Work instruction> Below is a set of entries. Print the line that contains "mod http_client;" and every later line word for word, through the final one.

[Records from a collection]

//! Adapters - Implementations of the ports against real and test backends.

pub mod ai;
pub mod knowledge_base;
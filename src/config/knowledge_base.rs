//! Knowledge base (SCF backend) configuration

use serde::Deserialize;
use std::time::Duration;

use super::error::ValidationError;

/// Configuration for the external SCF knowledge base service
#[derive(Debug, Clone, Deserialize)]
pub struct KnowledgeBaseConfig {
    /// Base URL of the SCF backend service
    #[serde(default = "default_base_url")]
    pub base_url: String,

    /// Per-request timeout in seconds
    #[serde(default = "default_timeout")]
    pub timeout_secs: u64,

    /// Number of control candidates requested per semantic search
    #[serde(default = "default_top_k")]
    pub top_k: usize,

    /// Minimum similarity score for a control candidate to be returned
    #[serde(default = "default_min_similarity")]
    pub min_similarity: f64,
}

impl KnowledgeBaseConfig {
    /// Get timeout as Duration
    pub fn timeout(&self) -> Duration {
        Duration::from_secs(self.timeout_secs)
    }

    /// Validate knowledge base configuration
    pub fn validate(&self) -> Result<(), ValidationError> {
        if self.base_url.is_empty() {
            return Err(ValidationError::InvalidKnowledgeBaseUrl);
        }
        if !self.base_url.starts_with("http://") && !self.base_url.starts_with("https://") {
            return Err(ValidationError::InvalidKnowledgeBaseUrl);
        }
        if self.timeout_secs == 0 {
            return Err(ValidationError::InvalidTimeout);
        }
        if !(0.0..=1.0).contains(&self.min_similarity) {
            return Err(ValidationError::InvalidSimilarityThreshold);
        }
        Ok(())
    }
}

impl Default for KnowledgeBaseConfig {
    fn default() -> Self {
        Self {
            base_url: default_base_url(),
            timeout_secs: default_timeout(),
            top_k: default_top_k(),
            min_similarity: default_min_similarity(),
        }
    }
}

fn default_base_url() -> String {
    "http://localhost:8001".to_string()
}

fn default_timeout() -> u64 {
    10
}

fn default_top_k() -> usize {
    5
}

fn default_min_similarity() -> f64 {
    0.5
}

#[cfg(test)]
mod tests {
    use super::*;

    #[test]
    fn test_defaults() {
        let config = KnowledgeBaseConfig::default();
        assert_eq!(config.base_url, "http://localhost:8001");
        assert_eq!(config.timeout(), Duration::from_secs(10));
        assert_eq!(config.top_k, 5);
        assert_eq!(config.min_similarity, 0.5);
    }

    #[test]
    fn test_validation_valid_defaults() {
        assert!(KnowledgeBaseConfig::default().validate().is_ok());
    }

    #[test]
    fn test_validation_rejects_empty_url() {
        let config = KnowledgeBaseConfig {
            base_url: String::new(),
            ..Default::default()
        };
        assert!(matches!(
            config.validate(),
            Err(ValidationError::InvalidKnowledgeBaseUrl)
        ));
    }

    #[test]
    fn test_validation_rejects_non_http_url() {
        let config = KnowledgeBaseConfig {
            base_url: "ftp://scf.internal".to_string(),
            ..Default::default()
        };
        assert!(config.validate().is_err());
    }

    #[test]
    fn test_validation_rejects_out_of_range_similarity() {
        let config = KnowledgeBaseConfig {
            min_similarity: 1.5,
            ..Default::default()
        };
        assert!(matches!(
            config.validate(),
            Err(ValidationError::InvalidSimilarityThreshold)
        ));
    }
}
//! COBIT 5 mapping agent - phase 2, LLM only.
//!
//! When the SCF lookup harvested an adjacent COBIT reference, it is surfaced
//! to the model as an explicit hint section.

use async_trait::async_trait;
use tracing::warn;

use crate::domain::analysis::{marker_line, AgentMessage, AnalysisContext, ContextUpdate, StepName};

use super::{GenerationParams, StepAgent, StepInvoker, StepOutcome};

const PARAMS: GenerationParams = GenerationParams::new(400, 0.1);
const MARKER: &str = "COBIT5:";

/// Maps the requirement to the most relevant COBIT 5 process.
pub struct CobitAgent {
    invoker: StepInvoker,
}

impl CobitAgent {
    pub fn new(invoker: StepInvoker) -> Self {
        Self { invoker }
    }

    fn prompt(&self, ctx: &AnalysisContext) -> String {
        let hint = ctx
            .cobit_hint
            .as_ref()
            .map(|h| format!("INDICE (catalogue SCF): référence COBIT associée au contrôle SCF retenu: {h}\n\n"))
            .unwrap_or_default();

        format!(
            "{preamble}\n\
             {hint}\
             TU ES: Agent expert en COBIT 5 (Control Objectives for Information and Related Technology)\n\n\
             TA MISSION: Identifie le processus/contrôle COBIT 5 le plus pertinent.\n\n\
             CRITÈRES:\n\
             - Référence COBIT 5 complète\n\
             - Format: \"DSSX.YY - Titre du processus\"\n\
             - Aligné avec les domaines COBIT 5 (APO, BAI, DSS, MEA, EDM)\n\
             - Cohérence avec SCF et ISO identifiés\n\n\
             Format de sortie:\n\
             COBIT5: DSSX.YY - Titre\n\
             Justification: [1 phrase]\n\n\
             Réponds UNIQUEMENT avec ce format, sans markdown.",
            preamble = ctx.render_preamble()
        )
    }
}

#[async_trait]
impl StepAgent for CobitAgent {
    fn step(&self) -> StepName {
        StepName::Cobit
    }

    async fn execute(&self, ctx: &AnalysisContext) -> StepOutcome {
        match self.invoker.invoke(&self.prompt(ctx), PARAMS).await {
            Ok(text) => {
                let mapping = marker_line(&text, MARKER);
                let insight = mapping
                    .clone()
                    .map(|m| format!("COBIT identifié: {m}"))
                    .unwrap_or_else(|| "Réponse COBIT sans mapping exploitable".to_string());

                StepOutcome::success(
                    self.step(),
                    ContextUpdate {
                        cobit5_mapping: mapping,
                        ..Default::default()
                    },
                )
                .with_insight(insight)
                .with_message(AgentMessage::context(
                    self.step(),
                    StepName::Threat,
                    "Frameworks mappés, analyse de menaces possible",
                ))
            }
            Err(err) => {
                warn!(step = %self.step(), error = %err, "COBIT mapping generation failed");
                StepOutcome::failure(self.step(), err.to_string())
            }
        }
    }
}

#[cfg(test)]
mod tests {
    use super::*;
    use crate::adapters::ai::MockAiProvider;
    use crate::domain::analysis::ContextUpdate as Update;
    use std::sync::Arc;

    fn agent(provider: MockAiProvider) -> CobitAgent {
        CobitAgent::new(StepInvoker::new(Arc::new(provider)))
    }

    #[tokio::test]
    async fn test_extracts_marker_line() {
        let agent = agent(MockAiProvider::new().with_response(
            "COBIT5: DSS05.04 - Gérer les identités des utilisateurs et les accès logiques\nJustification: accès",
        ));
        let ctx = AnalysisContext::new("req");

        let outcome = agent.execute(&ctx).await;
        assert_eq!(
            outcome.update.cobit5_mapping.as_deref(),
            Some("DSS05.04 - Gérer les identités des utilisateurs et les accès logiques")
        );
        assert_eq!(outcome.messages[0].to_step, StepName::Threat);
    }

    #[tokio::test]
    async fn test_hint_is_included_when_present() {
        let provider = MockAiProvider::new();
        let agent = agent(provider.clone());
        let mut ctx = AnalysisContext::new("req");
        ctx.apply(Update {
            cobit_hint: Some("DSS05.04".to_string()),
            ..Default::default()
        });

        agent.execute(&ctx).await;
        assert!(provider.prompts()[0].contains("INDICE (catalogue SCF)"));
        assert!(provider.prompts()[0].contains("DSS05.04"));
    }

    #[tokio::test]
    async fn test_no_hint_section_without_hint() {
        let provider = MockAiProvider::new();
        let agent = agent(provider.clone());
        let ctx = AnalysisContext::new("req");

        agent.execute(&ctx).await;
        assert!(!provider.prompts()[0].contains("INDICE (catalogue SCF)"));
    }
}
//! Mock Knowledge Base for testing.
//!
//! Scripted responses per endpoint plus per-endpoint call counters, so tests
//! can assert both fallback behavior and how many lookups a step performed.

use async_trait::async_trait;
use std::sync::atomic::{AtomicUsize, Ordering};
use std::sync::{Arc, Mutex};

use crate::ports::{
    ControlMatch, KnowledgeBase, KnowledgeBaseError, ThreatRisk, ValidationVerdict,
};

/// Mock knowledge base with fixed scripted responses.
#[derive(Debug, Clone)]
pub struct MockKnowledgeBase {
    search_response: Result<Vec<ControlMatch>, KnowledgeBaseError>,
    validation_response: Result<ValidationVerdict, KnowledgeBaseError>,
    threat_risk_response: Result<ThreatRisk, KnowledgeBaseError>,
    search_calls: Arc<AtomicUsize>,
    validate_calls: Arc<AtomicUsize>,
    threat_risk_calls: Arc<AtomicUsize>,
    last_search_top_k: Arc<Mutex<Option<usize>>>,
}

impl Default for MockKnowledgeBase {
    fn default() -> Self {
        Self::new()
    }
}

impl MockKnowledgeBase {
    /// Creates a mock with neutral defaults: empty search results, a valid
    /// verdict and an empty threat/risk pair.
    pub fn new() -> Self {
        Self {
            search_response: Ok(Vec::new()),
            validation_response: Ok(ValidationVerdict {
                is_valid: true,
                scf_id: None,
                scf_control: None,
                message: "ok".to_string(),
            }),
            threat_risk_response: Ok(ThreatRisk::default()),
            search_calls: Arc::new(AtomicUsize::new(0)),
            validate_calls: Arc::new(AtomicUsize::new(0)),
            threat_risk_calls: Arc::new(AtomicUsize::new(0)),
            last_search_top_k: Arc::new(Mutex::new(None)),
        }
    }

    /// Convenience constructor for a control match with the given identity
    /// and score; remaining catalog fields get filler values.
    pub fn control(scf_id: &str, scf_control: &str, similarity_score: f64) -> ControlMatch {
        ControlMatch {
            scf_id: scf_id.to_string(),
            scf_control: scf_control.to_string(),
            scf_domain: "Identification & Authentication".to_string(),
            description: "Mechanisms exist to enforce this control.".to_string(),
            cobit_2019: String::new(),
            control_question: String::new(),
            possible_solutions: String::new(),
            similarity_score,
        }
    }

    pub fn with_search_results(mut self, results: Vec<ControlMatch>) -> Self {
        self.search_response = Ok(results);
        self
    }

    pub fn with_search_failure(mut self, error: KnowledgeBaseError) -> Self {
        self.search_response = Err(error);
        self
    }

    pub fn with_validation(mut self, verdict: ValidationVerdict) -> Self {
        self.validation_response = Ok(verdict);
        self
    }

    pub fn with_validation_failure(mut self, error: KnowledgeBaseError) -> Self {
        self.validation_response = Err(error);
        self
    }

    pub fn with_threat_risk(mut self, threat_risk: ThreatRisk) -> Self {
        self.threat_risk_response = Ok(threat_risk);
        self
    }

    pub fn with_threat_risk_failure(mut self, error: KnowledgeBaseError) -> Self {
        self.threat_risk_response = Err(error);
        self
    }

    pub fn search_calls(&self) -> usize {
        self.search_calls.load(Ordering::SeqCst)
    }

    pub fn validate_calls(&self) -> usize {
        self.validate_calls.load(Ordering::SeqCst)
    }

    pub fn threat_risk_calls(&self) -> usize {
        self.threat_risk_calls.load(Ordering::SeqCst)
    }

    /// The `top_k` of the most recent search, if any search was made.
    pub fn last_search_top_k(&self) -> Option<usize> {
        *self.last_search_top_k.lock().unwrap()
    }
}

#[async_trait]
impl KnowledgeBase for MockKnowledgeBase {
    async fn search_controls(
        &self,
        _requirement_text: &str,
        top_k: usize,
    ) -> Result<Vec<ControlMatch>, KnowledgeBaseError> {
        self.search_calls.fetch_add(1, Ordering::SeqCst);
        *self.last_search_top_k.lock().unwrap() = Some(top_k);
        self.search_response.clone()
    }

    async fn validate_control(
        &self,
        _scf_id: &str,
    ) -> Result<ValidationVerdict, KnowledgeBaseError> {
        self.validate_calls.fetch_add(1, Ordering::SeqCst);
        self.validation_response.clone()
    }

    async fn find_threat_and_risk(
        &self,
        _requirement_text: &str,
    ) -> Result<ThreatRisk, KnowledgeBaseError> {
        self.threat_risk_calls.fetch_add(1, Ordering::SeqCst);
        self.threat_risk_response.clone()
    }
}

#[cfg(test)]
mod tests {
    use super::*;

    #[tokio::test]
    async fn test_defaults_are_neutral() {
        let kb = MockKnowledgeBase::new();

        assert!(kb.search_controls("req", 5).await.unwrap().is_empty());
        assert!(kb.validate_control("IAC-01").await.unwrap().is_valid);
        assert_eq!(kb.find_threat_and_risk("req").await.unwrap(), ThreatRisk::default());
    }

    #[tokio::test]
    async fn test_scripted_search_results() {
        let kb = MockKnowledgeBase::new().with_search_results(vec![MockKnowledgeBase::control(
            "IAC-01",
            "Access Control Governance",
            0.91,
        )]);

        let results = kb.search_controls("req", 5).await.unwrap();
        assert_eq!(results.len(), 1);
        assert_eq!(results[0].scf_id, "IAC-01");
    }

    #[tokio::test]
    async fn test_counters_track_calls() {
        let kb = MockKnowledgeBase::new();
        kb.search_controls("req", 5).await.unwrap();
        kb.find_threat_and_risk("req").await.unwrap();
        kb.find_threat_and_risk("req").await.unwrap();

        assert_eq!(kb.search_calls(), 1);
        assert_eq!(kb.validate_calls(), 0);
        assert_eq!(kb.threat_risk_calls(), 2);
    }

    #[tokio::test]
    async fn test_records_last_search_top_k() {
        let kb = MockKnowledgeBase::new();
        assert_eq!(kb.last_search_top_k(), None);

        kb.search_controls("req", 3).await.unwrap();
        assert_eq!(kb.last_search_top_k(), Some(3));
    }

    #[tokio::test]
    async fn test_failure_injection() {
        let kb = MockKnowledgeBase::new()
            .with_search_failure(KnowledgeBaseError::Timeout { timeout_secs: 10 });

        let err = kb.search_controls("req", 5).await.unwrap_err();
        assert!(matches!(err, KnowledgeBaseError::Timeout { .. }));
    }
}
//! Knowledge base adapters.

mod http_client;
mod mock_client;

pub use http_client::{HttpKnowledgeBase, HttpKnowledgeBaseConfig};
pub use mock_client::MockKnowledgeBase;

Answer area>
mod http_client;
mod mock_client;

pub use http_client::{HttpKnowledgeBase, HttpKnowledgeBaseConfig};
pub use mock_client::MockKnowledgeBase;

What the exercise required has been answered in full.